Elles ont posé sur la table les deux morceaux de serpent qui se tortillaient. Ivy a regarder Nell.
_Qu'est-ce que tu en dis ?
Sa voix était tendue, comme quand on arrive aux abord d'un sale accident de voiture.
_Je ne pense pas qu'on puisse lui recoudre les entrailles, a dit Nell.
Angoissées, inquiètes, elles ont observé les deux bout qui se contorsionnaient sur la table, et c'est tout juste si elles m'ont vue quand je les ai rejointes pour regarder à mon tour. Ce n'était pas beau à voir.
_Et si on utilisé un ruban adhésif, suggérât Ivy.
_Pourquoi pas ? répondit Nell. On peut toujours essayer. Il se régénérera peut-être.
_Les serpent ne se régénèrent pas, leur ai-je dit.

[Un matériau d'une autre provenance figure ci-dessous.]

//! HTTP middleware

pub mod request_id;

pub use request_id::{REQUEST_ID_HEADER, RequestId, RequestIdMiddleware};
//! Synthesized audio retrieval

use crate::server::state::AppState;
use crate::utils::error::{GatewayError, Result};
use actix_web::body::SizedStream;
use actix_web::http::header;
use actix_web::{HttpRequest, HttpResponse, web};
use bytes::Bytes;
use futures::Stream;
use tracing::debug;

/// Inclusive byte range within a clip
#[derive(Debug, Clone, Copy, PartialEq, Eq)]
pub(crate) struct ByteRange {
    pub start: u64,
    pub end: u64,
}

impl ByteRange {
    fn len(&self) -> u64 {
        self.end - self.start + 1
    }
}

/// Parse a single-range `Range` header against a resource of `size` bytes
///
/// Returns `None` when the header is malformed, names several ranges or
/// cannot be satisfied.
pub(crate) fn parse_range(value: &str, size: u64) -> Option<ByteRange> {
    let spec = value.trim().strip_prefix("bytes=")?.trim();
    if size == 0 || spec.contains(',') {
        return None;
    }

    let (start, end) = spec.split_once('-')?;
    let (start, end) = (start.trim(), end.trim());

    match (start.is_empty(), end.is_empty()) {
        // bytes=-n: final n bytes
        (true, false) => {
            let suffix: u64 = end.parse().ok()?;
            if suffix == 0 {
                return None;
            }
            Some(ByteRange {
                start: size.saturating_sub(suffix),
                end: size - 1,
            })
        }
        (false, true) => {
            let start: u64 = start.parse().ok()?;
            (start < size).then_some(ByteRange {
                start,
                end: size - 1,
            })
        }
        (false, false) => {
            let start: u64 = start.parse().ok()?;
            let end: u64 = end.parse().ok()?;
            (start <= end && start < size).then_some(ByteRange {
                start,
                end: end.min(size - 1),
            })
        }
        (true, true) => None,
    }
}

fn chunked(bytes: Bytes, chunk_size: usize) -> impl Stream<Item = std::io::Result<Bytes>> {
    let chunk_size = chunk_size.max(1);
    async_stream::stream! {
        let mut offset = 0;
        while offset < bytes.len() {
            let end = (offset + chunk_size).min(bytes.len());
            yield Ok(bytes.slice(offset..end));
            offset = end;
        }
    }
}

/// `GET /api/py/audio/{audio_id}`
pub async fn get_audio(
    state: web::Data<AppState>,
    path: web::Path<String>,
    req: HttpRequest,
) -> Result<HttpResponse> {
    let audio_id = path.into_inner();
    let clip = state
        .audio_store
        .get(&audio_id)
        .ok_or_else(|| GatewayError::not_found("Audio file not found"))?;

    let size = clip.len() as u64;
    let chunk_size = state.config.audio_store().chunk_size;

    let range = match req.headers().get(header::RANGE) {
        Some(value) => {
            let value = value
                .to_str()
                .map_err(|_| GatewayError::RangeNotSatisfiable { size })?;
            Some(parse_range(value, size).ok_or(GatewayError::RangeNotSatisfiable { size })?)
        }
        None => None,
    };

    let mut response = match range {
        Some(range) => {
            debug!(audio_id = %audio_id, start = range.start, end = range.end, "Serving audio range");
            let body = clip
                .bytes
                .slice(range.start as usize..=range.end as usize);
            let mut builder = HttpResponse::PartialContent();
            builder.insert_header((
                header::CONTENT_RANGE,
                format!("bytes {}-{}/{}", range.start, range.end, size),
            ));
            builder.body(SizedStream::new(range.len(), Box::pin(chunked(body, chunk_size))))
        }
        None => {
            debug!(audio_id = %audio_id, bytes = size, "Serving audio");
            HttpResponse::Ok().body(SizedStream::new(
                size,
                Box::pin(chunked(clip.bytes.clone(), chunk_size)),
            ))
        }
    };

    let headers = response.headers_mut();
    headers.insert(header::ACCEPT_RANGES, header::HeaderValue::from_static("bytes"));
    if let Ok(content_type) = header::HeaderValue::from_str(&clip.content_type) {
        headers.insert(header::CONTENT_TYPE, content_type);
    }

    Ok(response)
}
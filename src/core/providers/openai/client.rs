//! OpenAI HTTP client

use async_trait::async_trait;
use serde::Deserialize;
use std::time::Duration;
use tracing::debug;

use super::PROVIDER_NAME;
use crate::config::OpenAIConfig;
use crate::core::providers::base::{build_http_client, check_status};
use crate::core::providers::error::ProviderError;
use crate::core::providers::types::{
    ChatCompletion, ChatRequest, Transcription, TranscriptionRequest,
};
use crate::core::providers::{LanguageModel, SpeechToText};

/// OpenAI client for chat completions and audio transcription
#[derive(Debug, Clone)]
pub struct OpenAIClient {
    http: reqwest::Client,
    api_key: String,
    api_base: String,
}

#[derive(Debug, Deserialize)]
struct ChatCompletionBody {
    #[serde(default)]
    model: String,
    #[serde(default)]
    choices: Vec<ChoiceBody>,
}

#[derive(Debug, Deserialize)]
struct ChoiceBody {
    message: AssistantMessageBody,
}

#[derive(Debug, Deserialize)]
struct AssistantMessageBody {
    content: Option<String>,
    refusal: Option<String>,
}

impl OpenAIClient {
    /// Create a new client from configuration
    pub fn new(config: &OpenAIConfig, timeout: Duration) -> Result<Self, ProviderError> {
        Ok(Self {
            http: build_http_client(PROVIDER_NAME, timeout)?,
            api_key: config.api_key.clone(),
            api_base: config.api_base.trim_end_matches('/').to_string(),
        })
    }

    fn bearer(&self) -> Result<String, ProviderError> {
        if self.api_key.is_empty() {
            return Err(ProviderError::authentication(
                PROVIDER_NAME,
                "API key not configured",
            ));
        }
        Ok(format!("Bearer {}", self.api_key))
    }
}

#[async_trait]
impl LanguageModel for OpenAIClient {
    async fn chat(&self, request: ChatRequest) -> Result<ChatCompletion, ProviderError> {
        let url = format!("{}/chat/completions", self.api_base);
        debug!(
            model = %request.model,
            messages = request.messages.len(),
            structured = request.response_format.is_some(),
            "Sending chat completion"
        );

        let response = self
            .http
            .post(&url)
            .header("Authorization", self.bearer()?)
            .json(&request)
            .send()
            .await
            .map_err(|e| ProviderError::from_reqwest(PROVIDER_NAME, e))?;

        let response = check_status(PROVIDER_NAME, response).await?;
        let body: ChatCompletionBody = response
            .json()
            .await
            .map_err(|e| ProviderError::response_parsing(PROVIDER_NAME, e.to_string()))?;

        let message = body
            .choices
            .into_iter()
            .next()
            .map(|choice| choice.message)
            .ok_or_else(|| ProviderError::response_parsing(PROVIDER_NAME, "no choices returned"))?;

        match (message.content, message.refusal) {
            (Some(content), _) => Ok(ChatCompletion {
                model: body.model,
                content,
            }),
            (None, Some(refusal)) => Err(ProviderError::response_parsing(
                PROVIDER_NAME,
                format!("model refused: {}", refusal),
            )),
            (None, None) => Err(ProviderError::response_parsing(
                PROVIDER_NAME,
                "reply had no content",
            )),
        }
    }
}

#[async_trait]
impl SpeechToText for OpenAIClient {
    async fn transcribe(
        &self,
        request: TranscriptionRequest,
    ) -> Result<Transcription, ProviderError> {
        let url = format!("{}/audio/transcriptions", self.api_base);
        debug!(
            model = %request.model,
            file_size = request.file.len(),
            "Sending transcription"
        );

        let file_part = reqwest::multipart::Part::bytes(request.file.to_vec())
            .file_name(request.filename)
            .mime_str(&request.content_type)
            .map_err(|e| {
                ProviderError::invalid_request(PROVIDER_NAME, format!("Invalid MIME type: {}", e))
            })?;

        let mut form = reqwest::multipart::Form::new()
            .part("file", file_part)
            .text("model", request.model)
            .text("response_format", "json");
        if let Some(language) = request.language.clone() {
            form = form.text("language", language);
        }

        let response = self
            .http
            .post(&url)
            .header("Authorization", self.bearer()?)
            .multipart(form)
            .send()
            .await
            .map_err(|e| ProviderError::from_reqwest(PROVIDER_NAME, e))?;

        let response = check_status(PROVIDER_NAME, response).await?;
        let mut transcription: Transcription = response
            .json()
            .await
            .map_err(|e| ProviderError::response_parsing(PROVIDER_NAME, e.to_string()))?;

        if transcription.language.is_none() {
            transcription.language = request.language;
        }
        Ok(transcription)
    }
}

Je suis quelqu'un de réaliste. Normalement, Nell et Ivy aussi sont réalistes.
_Celui-la se régénérera peut-être, a dit Nell, à la fois en colère, provocante, pleine d'espoir et triste.
Elles ont utilisé du gros adhésif noir brillant d'électricien. J'ai aidé, en tenant la moitié supérieure en place pendant qu'Ivy scotchait soigneusement.

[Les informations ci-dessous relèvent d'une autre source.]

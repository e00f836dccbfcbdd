//! Speech translation
//!
//! A recorded clip is transcribed in the configured source language,
//! translated by a chat model and spoken back with text-to-speech. The
//! resulting audio is kept in the [`AudioStore`] and handed out by id.

mod types;

pub use types::{
    AudioUpload, ProcessedAudio, StoredSpeech, TextToSpeechRequest, TranscriptTranslation,
};

use crate::config::GatewayConfig;
use crate::core::providers::types::content_type_to_extension;
use crate::core::providers::{
    ChatMessage, ChatRequest, LanguageModel, Providers, SpeechRequest, SpeechToText,
    SynthesizedSpeech, TextToSpeech, TranscriptionRequest, call_with_timeout,
};
use crate::storage::AudioStore;
use crate::utils::error::{GatewayError, Result};
use std::sync::Arc;
use std::time::Duration;
use tracing::{debug, info};

/// Path under which stored clips are served
pub const AUDIO_ROUTE: &str = "/api/py/audio";

/// Public URL of a stored clip
pub fn audio_url(audio_id: &str) -> String {
    format!("{}/{}", AUDIO_ROUTE, audio_id)
}

/// Transcribe, translate and re-voice audio clips
pub struct SpeechTranslator {
    speech_to_text: Arc<dyn SpeechToText>,
    language_model: Arc<dyn LanguageModel>,
    text_to_speech: Arc<dyn TextToSpeech>,
    audio_store: Arc<AudioStore>,
    transcription_model: String,
    translation_model: String,
    voice_id: String,
    source_language: String,
    source_language_name: String,
    target_language_name: String,
    timeout: Duration,
}

impl SpeechTranslator {
    /// Create a new translator
    pub fn new(providers: &Providers, config: &GatewayConfig, audio_store: Arc<AudioStore>) -> Self {
        Self {
            speech_to_text: Arc::clone(&providers.speech_to_text),
            language_model: Arc::clone(&providers.language_model),
            text_to_speech: Arc::clone(&providers.text_to_speech),
            audio_store,
            transcription_model: config.providers.openai.transcription_model.clone(),
            translation_model: config.providers.openai.translation_model.clone(),
            voice_id: config.providers.elevenlabs.voice_id.clone(),
            source_language: config.speech.source_language.clone(),
            source_language_name: config.speech.source_language_name.clone(),
            target_language_name: config.speech.target_language_name.clone(),
            timeout: Duration::from_secs(config.providers.timeout),
        }
    }

    /// Override the per-call provider deadline
    pub fn with_timeout(mut self, timeout: Duration) -> Self {
        self.timeout = timeout;
        self
    }

    /// Source language code used for transcription
    pub fn source_language(&self) -> &str {
        &self.source_language
    }

    /// Transcribe a clip in the source language
    pub async fn transcribe(&self, audio: AudioUpload) -> Result<String> {
        if audio.bytes.is_empty() {
            return Err(GatewayError::bad_request("No audio file provided"));
        }

        let request = TranscriptionRequest {
            filename: audio.upstream_filename(),
            content_type: audio.upstream_content_type(),
            file: audio.bytes,
            model: self.transcription_model.clone(),
            language: Some(self.source_language.clone()),
        };
        debug!(
            filename = %request.filename,
            bytes = request.file.len(),
            "Transcribing audio"
        );

        let transcription = call_with_timeout(
            "transcription",
            self.timeout,
            self.speech_to_text.transcribe(request),
        )
        .await?;

        Ok(transcription.text)
    }

    /// Translate source-language text into the target language
    pub async fn translate(&self, text: &str) -> Result<String> {
        let request = ChatRequest::new(
            self.translation_model.clone(),
            vec![
                ChatMessage::system(self.translation_prompt()),
                ChatMessage::user(text),
            ],
        );

        let completion =
            call_with_timeout("translation", self.timeout, self.language_model.chat(request))
                .await?;

        let translated = completion.content.trim();
        if translated.is_empty() {
            return Err(GatewayError::upstream_format("Translation came back empty"));
        }
        Ok(translated.to_string())
    }

    /// Synthesize speech, with the configured voice unless one is given
    pub async fn synthesize(&self, text: &str, voice_id: Option<&str>) -> Result<SynthesizedSpeech> {
        let request = SpeechRequest {
            text: text.to_string(),
            voice_id: voice_id.unwrap_or(self.voice_id.as_str()).to_string(),
        };

        call_with_timeout(
            "speech synthesis",
            self.timeout,
            self.text_to_speech.synthesize(request),
        )
        .await
    }

    /// Put synthesized audio in the store
    pub fn store(&self, speech: SynthesizedSpeech) -> Result<StoredSpeech> {
        let extension = content_type_to_extension(&speech.content_type);
        let audio_id = self
            .audio_store
            .insert(speech.audio, speech.content_type.clone(), extension)?;

        Ok(StoredSpeech {
            audio_url: audio_url(&audio_id),
            audio_id,
            content_type: speech.content_type,
        })
    }

    /// Full pipeline: transcribe, translate, synthesize, store
    ///
    /// An empty transcript stops the pipeline before any translation call.
    pub async fn process_audio(&self, audio: AudioUpload) -> Result<ProcessedAudio> {
        let started = std::time::Instant::now();
        let original_text = self.transcribe(audio).await?;
        if original_text.trim().is_empty() {
            info!("Transcription returned no speech");
            return Err(GatewayError::NoSpeechDetected);
        }

        let translated_text = self.translate(&original_text).await?;
        let speech = self.synthesize(&translated_text, None).await?;
        let stored = self.store(speech)?;

        info!(
            audio_id = %stored.audio_id,
            transcript_chars = original_text.chars().count(),
            translation_chars = translated_text.chars().count(),
            elapsed_ms = started.elapsed().as_millis() as u64,
            "Processed audio"
        );

        Ok(ProcessedAudio {
            original_text,
            translated_text,
            audio_id: stored.audio_id,
            audio_url: stored.audio_url,
        })
    }

    /// Transcribe and translate without synthesizing speech
    pub async fn transcribe_and_translate(&self, audio: AudioUpload) -> Result<TranscriptTranslation> {
        let original_text = self.transcribe(audio).await?;
        if original_text.trim().is_empty() {
            return Err(GatewayError::NoSpeechDetected);
        }

        let text = self.translate(&original_text).await?;
        Ok(TranscriptTranslation {
            text,
            original_text,
            language: self.source_language.clone(),
        })
    }

    /// Synthesize arbitrary text and store the clip
    pub async fn text_to_speech(&self, request: TextToSpeechRequest) -> Result<StoredSpeech> {
        if request.text.trim().is_empty() {
            return Err(GatewayError::bad_request("No text provided"));
        }

        let voice_id = request
            .voice_id
            .as_deref()
            .map(str::trim)
            .filter(|voice| !voice.is_empty());
        let speech = self.synthesize(&request.text, voice_id).await?;
        self.store(speech)
    }

    fn translation_prompt(&self) -> String {
        format!(
            "You are a {source} to {target} translator. Translate the following text to {target}, \
             maintaining the original meaning and tone:",
            source = self.source_language_name,
            target = self.target_language_name,
        )
    }
}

Nous avons déposé le serpent dans une jardinière à l'ombre d'un séquoia pour qu'il se ravigote. J'ai promis de regarder périodiquement, comme ça elles n'auraient pas à refaire tout le trajet à pied depuis le jardin.

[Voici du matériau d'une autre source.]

//! HTTP response handling for errors

use super::types::GatewayError;
use crate::core::providers::ProviderError;
use actix_web::http::{StatusCode, header};
use actix_web::{HttpResponse, ResponseError};
use tracing::{debug, error};

impl GatewayError {
    /// Status, machine-readable code and caller-facing message for this error
    ///
    /// Messages for server-side failures are fixed strings; provider and IO
    /// details stay in the logs.
    fn parts(&self) -> (StatusCode, &'static str, String) {
        match self {
            GatewayError::BadRequest(_) => {
                (StatusCode::BAD_REQUEST, "BAD_REQUEST", self.to_string())
            }
            GatewayError::NoSpeechDetected => (
                StatusCode::BAD_REQUEST,
                "NO_SPEECH_DETECTED",
                self.to_string(),
            ),
            GatewayError::NotFound(_) => (StatusCode::NOT_FOUND, "NOT_FOUND", self.to_string()),
            GatewayError::RangeNotSatisfiable { .. } => (
                StatusCode::RANGE_NOT_SATISFIABLE,
                "RANGE_NOT_SATISFIABLE",
                self.to_string(),
            ),
            GatewayError::PayloadTooLarge(_) => (
                StatusCode::PAYLOAD_TOO_LARGE,
                "PAYLOAD_TOO_LARGE",
                self.to_string(),
            ),
            GatewayError::UpstreamFormat(_) => (
                StatusCode::BAD_GATEWAY,
                "UPSTREAM_FORMAT_ERROR",
                self.to_string(),
            ),
            GatewayError::Provider(provider_error) => match provider_error {
                ProviderError::Timeout { provider, .. } => (
                    StatusCode::GATEWAY_TIMEOUT,
                    "PROVIDER_TIMEOUT",
                    format!("{} did not respond in time", provider),
                ),
                ProviderError::RateLimit { provider, .. } => (
                    StatusCode::TOO_MANY_REQUESTS,
                    "PROVIDER_RATE_LIMIT",
                    format!("{} rate limit exceeded", provider),
                ),
                other => (
                    StatusCode::BAD_GATEWAY,
                    "PROVIDER_ERROR",
                    format!("{} request failed", other.provider()),
                ),
            },
            GatewayError::Timeout(_) => {
                (StatusCode::GATEWAY_TIMEOUT, "TIMEOUT", self.to_string())
            }
            GatewayError::Config(_) => (
                StatusCode::INTERNAL_SERVER_ERROR,
                "CONFIG_ERROR",
                "Gateway is misconfigured".to_string(),
            ),
            GatewayError::Serialization(_)
            | GatewayError::Yaml(_)
            | GatewayError::Io(_)
            | GatewayError::Internal(_) => (
                StatusCode::INTERNAL_SERVER_ERROR,
                "INTERNAL_ERROR",
                "An internal error occurred".to_string(),
            ),
        }
    }
}

impl ResponseError for GatewayError {
    fn status_code(&self) -> StatusCode {
        self.parts().0
    }

    fn error_response(&self) -> HttpResponse {
        let (status_code, error_code, message) = self.parts();
        if self.is_client_error() {
            debug!(code = error_code, error = %self, "Rejected request");
        } else {
            error!(code = error_code, error = %self, "Request failed");
        }

        let error_response = ErrorResponse {
            error: ErrorDetail {
                code: error_code.to_string(),
                message,
                timestamp: chrono::Utc::now().timestamp(),
                request_id: None,
            },
        };

        let mut builder = HttpResponse::build(status_code);
        if let GatewayError::RangeNotSatisfiable { size } = self {
            builder.insert_header((header::CONTENT_RANGE, format!("bytes */{}", size)));
        }
        builder.json(error_response)
    }
}

/// Standard error response format
#[derive(Debug, serde::Serialize, serde::Deserialize)]
pub struct ErrorResponse {
    pub error: ErrorDetail,
}

/// Error detail structure
#[derive(Debug, serde::Serialize, serde::Deserialize)]
pub struct ErrorDetail {
    pub code: String,
    pub message: String,
    pub timestamp: i64,
    pub request_id: Option<String>,
}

Quand je suis partie une demi-heure plus tard, le serpent était mort.
C'est une histoire vraie, m'sieurs dames. Je la dédie à tous les réalistes parmi vous, pour rappeler que certains gestes transcendent l'échec. J'ai enterré le serpent dans la jardinière, ça a fait de l'engrais pour les fleurs. Parce que si vous expiré jusqu'à la limite, si vous franchissez le col de montagne au clair de lune en dansant avec vos spectre, si vous lancez votre cœur dans la forge et votre âme à la rivière, vous sentirez que la pierre est une fontaine vivante qui se dissout et se coagule, se fractionne et s'unit ; ensuite vous pourrez imaginer ce serpent dans les hautes herbes printanières, telle la vision fugitive et fantôme d'une flamme, et vous pourrez la suivre si vous êtes assez courageux, assez fous, dingues, désespérés, culottés, assoiffés, stupides. Entrez dans vos blessures. Guérissez. Échappez-vous.
Et une fois que vous aurez larguez les amarres, rejoignez-moi. Je vous retrouverai sur la tombe de Jim Bridger, dès que vous pourrez vous y rendre. Nous ferons de la musique qu'on ne peut pas entendre quand on est seul, célébrons la beauté qui est à naître, nous prendrons le putain de Diable par les cornes et lutterons jusqu'à le terrasser. Nous tirerons des plans sur la comète, mon coeur. Nous valserons dans le cimetière au clair de lune, comme des Dieux déchus, nous serons dévoilés, nue comme des vers, et chacun baisera les cicatrices de l'autre.
En attendant, mon invisible amie, le Dream Jockey te souhaite la plus douce des nuits. Continue à faire de beaux rêves.